Au cours de la cérémonie, peu avant la remise des prix, Edo Ronchi, président de la Fondation pour le développement durable, a pris la parole et a dressé un tableau précis de l'état de l'agriculture durable en Italie. Le bio n’est plus un phénomène marginal :

Nous avons atteint près de 20 % de la surface agricole nationale : on ne parle plus d'une technique de niche, elle est désormais implantée et répandue.

Ronchi a expliqué que l'agriculture biologique est basée sur des substances et des processus naturels, à l'exclusion de la chimie de synthèse, des pesticides et des engrais chimiques.

Mais aujourd’hui, nous devons aller plus loin, car la crise climatique est un événement d’une importance historique : l’agriculture ne peut pas faire comme si de rien n’était.

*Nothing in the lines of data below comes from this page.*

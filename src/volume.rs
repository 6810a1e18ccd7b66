/*
 * This file is part of pnlfs.
 *
 * pnlfs is free software: you can redistribute it and/or modify it under the
 * terms of the GNU General Public License as published by the Free Software
 * Foundation, either version 3 of the License, or (at your option) any later
 * version.
 *
 * pnlfs is distributed in the hope that it will be useful, but WITHOUT ANY
 * WARRANTY; without even the implied warranty of MERCHANTABILITY or FITNESS FOR
 * A PARTICULAR PURPOSE. See the GNU General Public License for more details.
 *
 * You should have received a copy of the GNU General Public License along with
 * pnlfs. If not, see <https://www.gnu.org/licenses/>.
 */

//! The volume manager (§4.G): mount/sync/unmount, loading and persisting
//! the superblock and both bitmaps. [`Volume`] is the engine; namespace
//! operations (§4.F, `create`/`unlink`/`mkdir`/... ) are implemented as a
//! second `impl` block in `namespace.rs`, the same way the teacher spreads
//! `Ext2Fs`'s methods across `mod.rs`/`bgd.rs`/`inode.rs`.

use crate::{
	bitmap::Bitmap,
	block::BlockDevice,
	codec::{RawSuperblock, decode_superblock, encode_superblock},
	error::{PnlError, PnlResult},
	inode::InodeStore,
	layout::ROOT_INODE,
};

/// A mounted PNLFS volume: the in-memory metadata engine sitting on top of
/// a [`BlockDevice`]. All mutation goes through `&mut self`, which is the
/// concurrency primitive this crate relies on: the "per-volume mutation
/// lock" of §5 is realized by requiring exclusive access to `Volume` for
/// the duration of any operation. A host serving multiple threads wraps a
/// `Volume` in its own `Arc<Mutex<_>>` (readers can equally use an
/// `RwLock`, since lookup/readdir don't mutate) to get the single-writer,
/// serialized-reader scheduling model described in §5; this crate doesn't
/// impose one itself.
#[derive(Debug)]
pub struct Volume<D: BlockDevice> {
	pub(crate) dev: D,
	pub(crate) nr_blocks: u32,
	pub(crate) nr_inodes: u32,
	pub(crate) nr_istore_blocks: u32,
	pub(crate) nr_ifree_blocks: u32,
	pub(crate) nr_bfree_blocks: u32,
	pub(crate) inode_bitmap: Bitmap,
	pub(crate) block_bitmap: Bitmap,
	pub(crate) inodes: InodeStore,
}

impl<D: BlockDevice> Volume<D> {
	/// Block number of the first inode-store block (right after the
	/// superblock, §3 "Block layout on device").
	pub(crate) fn istore_start(&self) -> u32 {
		1
	}

	/// Block number of the first inode free-bitmap block.
	pub(crate) fn ifree_start(&self) -> u32 {
		self.istore_start() + self.nr_istore_blocks
	}

	/// Block number of the first block free-bitmap block.
	pub(crate) fn bfree_start(&self) -> u32 {
		self.ifree_start() + self.nr_ifree_blocks
	}

	/// Block number of the first data block; data block `b` (as addressed
	/// by the block bitmap and file-index/directory `index_block` fields)
	/// lives on the device at `data_start() + b`.
	pub(crate) fn data_start(&self) -> u32 {
		self.bfree_start() + self.nr_bfree_blocks
	}

	/// Inode number of the root directory (§3: inode 0, always allocated).
	pub fn root_ino(&self) -> u32 {
		ROOT_INODE
	}

	/// Number of free inodes, mirroring the superblock counter (§3
	/// invariant: always equal to the inode bitmap's popcount).
	pub fn nr_free_inodes(&self) -> u32 {
		self.inode_bitmap.nr_free()
	}

	/// Number of free data blocks, mirroring the superblock counter.
	pub fn nr_free_blocks(&self) -> u32 {
		self.block_bitmap.nr_free()
	}

	/// Mounts a volume from an already-formatted device (§4.G step 1-4).
	///
	/// Creating a fresh image (the formatter) is an external collaborator
	/// (§1 Non-goals) and is not implemented here.
	pub fn mount(mut dev: D) -> PnlResult<Self> {
		let sp_block = dev.read_block(0)?;
		let sp: RawSuperblock = decode_superblock(&sp_block)?;

		let ifree_start = 1 + sp.nr_istore_blocks;
		let ifree_blocks: Vec<_> = (0..sp.nr_ifree_blocks)
			.map(|i| dev.read_block(ifree_start + i))
			.collect::<PnlResult<_>>()?;
		let inode_bitmap = Bitmap::decode_from_blocks(&ifree_blocks, sp.nr_inodes as usize);

		let bfree_start = ifree_start + sp.nr_ifree_blocks;
		let bfree_blocks: Vec<_> = (0..sp.nr_bfree_blocks)
			.map(|i| dev.read_block(bfree_start + i))
			.collect::<PnlResult<_>>()?;
		let block_bitmap = Bitmap::decode_from_blocks(&bfree_blocks, sp.nr_blocks as usize);

		if inode_bitmap.nr_free() != sp.nr_free_inodes || block_bitmap.nr_free() != sp.nr_free_blocks
		{
			log::warn!("pnlfs: bitmap popcount disagrees with superblock counters");
			return Err(PnlError::BadImage);
		}

		let mut volume = Self {
			dev,
			nr_blocks: sp.nr_blocks,
			nr_inodes: sp.nr_inodes,
			nr_istore_blocks: sp.nr_istore_blocks,
			nr_ifree_blocks: sp.nr_ifree_blocks,
			nr_bfree_blocks: sp.nr_bfree_blocks,
			inode_bitmap,
			block_bitmap,
			inodes: InodeStore::new(),
		};
		// Loading the root inode up front both validates the image and
		// warms the cache for the first namespace operation.
		volume.inodes.load(&mut volume.dev, ROOT_INODE)?;
		Ok(volume)
	}

	/// Writes back the superblock counters, both bitmaps, and every dirty
	/// inode/directory/file-index block, then commits a durability barrier
	/// (§4.G, §5 ordering guarantees). Superblock first, then bitmaps,
	/// then data, matching the spec's write order.
	pub fn sync(&mut self) -> PnlResult<()> {
		let sp = RawSuperblock {
			nr_blocks: self.nr_blocks,
			nr_inodes: self.nr_inodes,
			nr_istore_blocks: self.nr_istore_blocks,
			nr_ifree_blocks: self.nr_ifree_blocks,
			nr_bfree_blocks: self.nr_bfree_blocks,
			nr_free_inodes: self.inode_bitmap.nr_free(),
			nr_free_blocks: self.block_bitmap.nr_free(),
		};
		let sp_block = encode_superblock(&sp);
		self.dev.write_block(0, &sp_block)?;
		self.dev.mark_dirty(0);

		let ifree_start = self.ifree_start();
		for (i, block) in self
			.inode_bitmap
			.encode_to_blocks(self.nr_ifree_blocks)
			.iter()
			.enumerate()
		{
			self.dev.write_block(ifree_start + i as u32, block)?;
			self.dev.mark_dirty(ifree_start + i as u32);
		}

		let bfree_start = self.bfree_start();
		for (i, block) in self
			.block_bitmap
			.encode_to_blocks(self.nr_bfree_blocks)
			.iter()
			.enumerate()
		{
			self.dev.write_block(bfree_start + i as u32, block)?;
			self.dev.mark_dirty(bfree_start + i as u32);
		}

		self.inodes.flush(&mut self.dev)?;
		self.dev.flush_all()?;
		log::debug!(
			"pnlfs: synced volume ({} free inodes, {} free blocks)",
			sp.nr_free_inodes,
			sp.nr_free_blocks
		);
		Ok(())
	}

	/// Syncs, then releases the in-memory bitmap buffers and per-inode
	/// caches (§4.G), handing the underlying device back to the caller.
	/// Calling `unmount` twice on the same volume is a programming error;
	/// since `unmount` consumes `self`, the type system already rules that
	/// out for safe callers, matching the spec's "Double-unmount is a
	/// programming error".
	pub fn unmount(mut self) -> PnlResult<D> {
		self.sync()?;
		self.inodes.clear();
		Ok(self.dev)
	}
}
/*
 * This file is part of pnlfs.
 *
 * pnlfs is free software: you can redistribute it and/or modify it under the
 * terms of the GNU General Public License as published by the Free Software
 * Foundation, either version 3 of the License, or (at your option) any later
 * version.
 *
 * pnlfs is distributed in the hope that it will be useful, but WITHOUT ANY
 * WARRANTY; without even the implied warranty of MERCHANTABILITY or FITNESS FOR
 * A PARTICULAR PURPOSE. See the GNU General Public License for more details.
 *
 * You should have received a copy of the GNU General Public License along with
 * pnlfs. If not, see <https://www.gnu.org/licenses/>.
 */

//! The on-disk codec (§4.B): pure functions translating between raw block
//! buffers and typed views of the superblock, inode record, directory
//! block and file-index block. All integers are little-endian (§3).
//!
//! These functions never touch a [`crate::block::BlockDevice`] — they only
//! read and write already-loaded buffers, which keeps them trivially unit
//! testable and lets `encode(decode(buf)) == buf` be checked directly
//! (§8 property 3).

use crate::{
	block::Block,
	error::{PnlError, PnlResult},
	layout::{DIR_ENTRY_SIZE, FILENAME_LEN, INODE_RECORD_SIZE, MAGIC, MAX_DIR_ENTRIES},
};
use byteorder::{ByteOrder, LittleEndian};

/// Decoded view of the superblock (§3).
#[derive(Copy, Clone, Debug, Eq, PartialEq)]
pub struct RawSuperblock {
	pub nr_blocks: u32,
	pub nr_inodes: u32,
	pub nr_istore_blocks: u32,
	pub nr_ifree_blocks: u32,
	pub nr_bfree_blocks: u32,
	pub nr_free_inodes: u32,
	pub nr_free_blocks: u32,
}

/// Encodes `sp` into a fresh block-0 buffer.
pub fn encode_superblock(sp: &RawSuperblock) -> Block {
	let mut buf = [0u8; crate::layout::BLOCK_SIZE];
	LittleEndian::write_u32(&mut buf[0..4], MAGIC);
	LittleEndian::write_u32(&mut buf[4..8], sp.nr_blocks);
	LittleEndian::write_u32(&mut buf[8..12], sp.nr_inodes);
	LittleEndian::write_u32(&mut buf[12..16], sp.nr_istore_blocks);
	LittleEndian::write_u32(&mut buf[16..20], sp.nr_ifree_blocks);
	LittleEndian::write_u32(&mut buf[20..24], sp.nr_bfree_blocks);
	LittleEndian::write_u32(&mut buf[24..28], sp.nr_free_inodes);
	LittleEndian::write_u32(&mut buf[28..32], sp.nr_free_blocks);
	buf
}

/// Decodes block 0 into a superblock, rejecting an unrecognized magic
/// number with [`PnlError::BadImage`].
pub fn decode_superblock(buf: &Block) -> PnlResult<RawSuperblock> {
	let magic = LittleEndian::read_u32(&buf[0..4]);
	if magic != MAGIC {
		return Err(PnlError::BadImage);
	}
	Ok(RawSuperblock {
		nr_blocks: LittleEndian::read_u32(&buf[4..8]),
		nr_inodes: LittleEndian::read_u32(&buf[8..12]),
		nr_istore_blocks: LittleEndian::read_u32(&buf[12..16]),
		nr_ifree_blocks: LittleEndian::read_u32(&buf[16..20]),
		nr_bfree_blocks: LittleEndian::read_u32(&buf[20..24]),
		nr_free_inodes: LittleEndian::read_u32(&buf[24..28]),
		nr_free_blocks: LittleEndian::read_u32(&buf[28..32]),
	})
}

/// Decoded view of one inode record (§3, fixed 16 bytes on disk).
#[derive(Copy, Clone, Debug, Eq, PartialEq, Default)]
pub struct RawInode {
	pub mode: u16,
	pub index_block: u32,
	pub filesize: u32,
	pub nr_entries: u32,
}

/// Encodes `inode` into slot `slot` of an inode-store block buffer.
///
/// Panics if `slot` doesn't fit a block; callers compute `slot` from
/// `ino % INODES_PER_BLOCK` (§4.D), which always fits by construction.
pub fn encode_inode_into(buf: &mut Block, slot: usize, inode: &RawInode) {
	let off = slot * INODE_RECORD_SIZE;
	LittleEndian::write_u16(&mut buf[off..off + 2], inode.mode);
	LittleEndian::write_u32(&mut buf[off + 2..off + 6], inode.index_block);
	LittleEndian::write_u32(&mut buf[off + 6..off + 10], inode.filesize);
	LittleEndian::write_u32(&mut buf[off + 10..off + 14], inode.nr_entries);
	buf[off + 14..off + 16].fill(0);
}

/// Decodes the inode record at slot `slot` of an inode-store block buffer.
pub fn decode_inode_from(buf: &Block, slot: usize) -> RawInode {
	let off = slot * INODE_RECORD_SIZE;
	RawInode {
		mode: LittleEndian::read_u16(&buf[off..off + 2]),
		index_block: LittleEndian::read_u32(&buf[off + 2..off + 6]),
		filesize: LittleEndian::read_u32(&buf[off + 6..off + 10]),
		nr_entries: LittleEndian::read_u32(&buf[off + 10..off + 14]),
	}
}

/// Decoded view of one directory-entry slot (§3).
#[derive(Clone, Debug, Eq, PartialEq)]
pub struct RawDirEntry {
	pub inode: u32,
	pub filename: Vec<u8>,
}

impl RawDirEntry {
	/// Builds an entry, truncating/padding is handled by `encode_dir_block`;
	/// here we only validate the logical name length (§7 `NameTooLong`).
	pub fn new(inode: u32, name: &[u8]) -> PnlResult<Self> {
		if name.len() > FILENAME_LEN {
			return Err(PnlError::NameTooLong);
		}
		Ok(Self {
			inode,
			filename: name.to_vec(),
		})
	}

	/// Compares `self`'s stored name against `name` using the same
	/// `strncmp`-style equality `lookup`/`remove` use (§4.E): null
	/// termination marks end-of-name within the fixed-size field.
	pub fn name_matches(&self, name: &[u8]) -> bool {
		self.filename == name
	}
}

/// Encodes a full directory block from the live entries `entries`
/// (`entries.len() <= MAX_DIR_ENTRIES`, enforced by the directory service).
/// Slots beyond `entries.len()` are zeroed; §4.E notes this is not load
/// bearing (the tail past `nr_entries` is defined as garbage) but a fresh
/// encode always produces a deterministic, zeroed tail so
/// `encode(decode(buf))` is stable.
pub fn encode_dir_block(entries: &[RawDirEntry]) -> Block {
	debug_assert!(entries.len() <= MAX_DIR_ENTRIES);
	let mut buf = [0u8; crate::layout::BLOCK_SIZE];
	for (i, ent) in entries.iter().enumerate() {
		let off = i * DIR_ENTRY_SIZE;
		LittleEndian::write_u32(&mut buf[off..off + 4], ent.inode);
		let name_off = off + 4;
		buf[name_off..name_off + ent.filename.len()].copy_from_slice(&ent.filename);
		buf[name_off + ent.filename.len()..name_off + FILENAME_LEN].fill(0);
	}
	buf
}

/// Decodes every slot of a directory block (live and garbage alike); the
/// caller (§4.E) only looks at the first `nr_entries` returned here.
pub fn decode_dir_block(buf: &Block) -> Vec<RawDirEntry> {
	(0..MAX_DIR_ENTRIES)
		.map(|i| {
			let off = i * DIR_ENTRY_SIZE;
			let inode = LittleEndian::read_u32(&buf[off..off + 4]);
			let name_off = off + 4;
			let raw = &buf[name_off..name_off + FILENAME_LEN];
			let len = raw.iter().position(|&b| b == 0).unwrap_or(FILENAME_LEN);
			RawDirEntry {
				inode,
				filename: raw[..len].to_vec(),
			}
		})
		.collect()
}

/// Encodes a file-index block from the live entries (`entries.len() <=
/// MAX_FILE_INDEX_ENTRIES`).
pub fn encode_file_index_block(entries: &[u32]) -> Block {
	let mut buf = [0u8; crate::layout::BLOCK_SIZE];
	for (i, &blk) in entries.iter().enumerate() {
		LittleEndian::write_u32(&mut buf[i * 4..i * 4 + 4], blk);
	}
	buf
}

/// Decodes every slot of a file-index block; the caller only looks at the
/// first `nr_entries` returned here.
pub fn decode_file_index_block(buf: &Block) -> Vec<u32> {
	(0..crate::layout::MAX_FILE_INDEX_ENTRIES)
		.map(|i| LittleEndian::read_u32(&buf[i * 4..i * 4 + 4]))
		.collect()
}

#[cfg(test)]
mod tests {
	use super::*;

	#[test]
	fn superblock_roundtrip() {
		let sp = RawSuperblock {
			nr_blocks: 64,
			nr_inodes: 32,
			nr_istore_blocks: 1,
			nr_ifree_blocks: 1,
			nr_bfree_blocks: 1,
			nr_free_inodes: 31,
			nr_free_blocks: 60,
		};
		let buf = encode_superblock(&sp);
		assert_eq!(decode_superblock(&buf).unwrap(), sp);
	}

	#[test]
	fn bad_magic_rejected() {
		let buf = [0u8; crate::layout::BLOCK_SIZE];
		assert!(matches!(decode_superblock(&buf), Err(PnlError::BadImage)));
	}

	#[test]
	fn inode_roundtrip() {
		let mut buf = [0u8; crate::layout::BLOCK_SIZE];
		let inode = RawInode {
			mode: 0o100644,
			index_block: 7,
			filesize: 128,
			nr_entries: 0,
		};
		encode_inode_into(&mut buf, 3, &inode);
		assert_eq!(decode_inode_from(&buf, 3), inode);
		// Untouched slots stay zero.
		assert_eq!(decode_inode_from(&buf, 0), RawInode::default());
	}

	#[test]
	fn dir_block_roundtrip_with_max_len_name() {
		let name = vec![b'a'; FILENAME_LEN];
		let entries = vec![
			RawDirEntry::new(1, b"short").unwrap(),
			RawDirEntry::new(2, &name).unwrap(),
		];
		let buf = encode_dir_block(&entries);
		let decoded = decode_dir_block(&buf);
		assert_eq!(decoded[0], entries[0]);
		assert_eq!(decoded[1], entries[1]);
		// Unused tail slots decode to inode 0 and an empty name.
		assert_eq!(decoded[2].inode, 0);
		assert!(decoded[2].filename.is_empty());
	}

	#[test]
	fn name_too_long_rejected() {
		let name = vec![b'a'; FILENAME_LEN + 1];
		assert!(matches!(
			RawDirEntry::new(1, &name),
			Err(PnlError::NameTooLong)
		));
	}

	#[test]
	fn file_index_block_roundtrip() {
		let entries = vec![10, 11, 12];
		let buf = encode_file_index_block(&entries);
		let decoded = decode_file_index_block(&buf);
		assert_eq!(&decoded[..3], &entries[..]);
		assert!(decoded[3..].iter().all(|&b| b == 0));
	}
}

L’agriculture régénératrice comme évolution nécessaire

C’est là qu’entre en jeu l’agriculture régénérative, que Ronchi considère comme l’évolution naturelle du biologique. Cette pratique vise à

maintenir et restaurer la biodiversité des sols et des écosystèmes agricoles,

améliorant également la capacité du sol à absorber le carbone et à résister à la sécheresse, à l'érosion et à la désertification. Une véritable urgence, si l’on considère que plus de 60 % des sols de l’Union européenne sont touchés par des processus de dégradation. La vision du prix se tourne donc vers une agriculture qui non seulement produit de la nourriture, mais régénère le capital naturel, le paysage rural et les services écosystémiques.

Continuité, pas opposition

Il ne s’agit pas de choisir entre bio et régénératif, mais de reconnaître leur continuité :

Les deux aspects sont liés au point qu'il est souvent difficile de les distinguer, a observé Ronchi, précisant qu'il ne s'agit pas d'un choix idéologique, mais d'un choix de cohérence et d'expérience agricole.

C'est pour cette raison qu'il fit un vœu :

Il serait bien de créer une communauté entre techniciens et jeunes agriculteurs, pour donner une continuité à cette évolution. »

Ce prix confirme que la transition agricole implique aussi ceux qui ont déjà commencé à la mettre en pratique sur le terrain.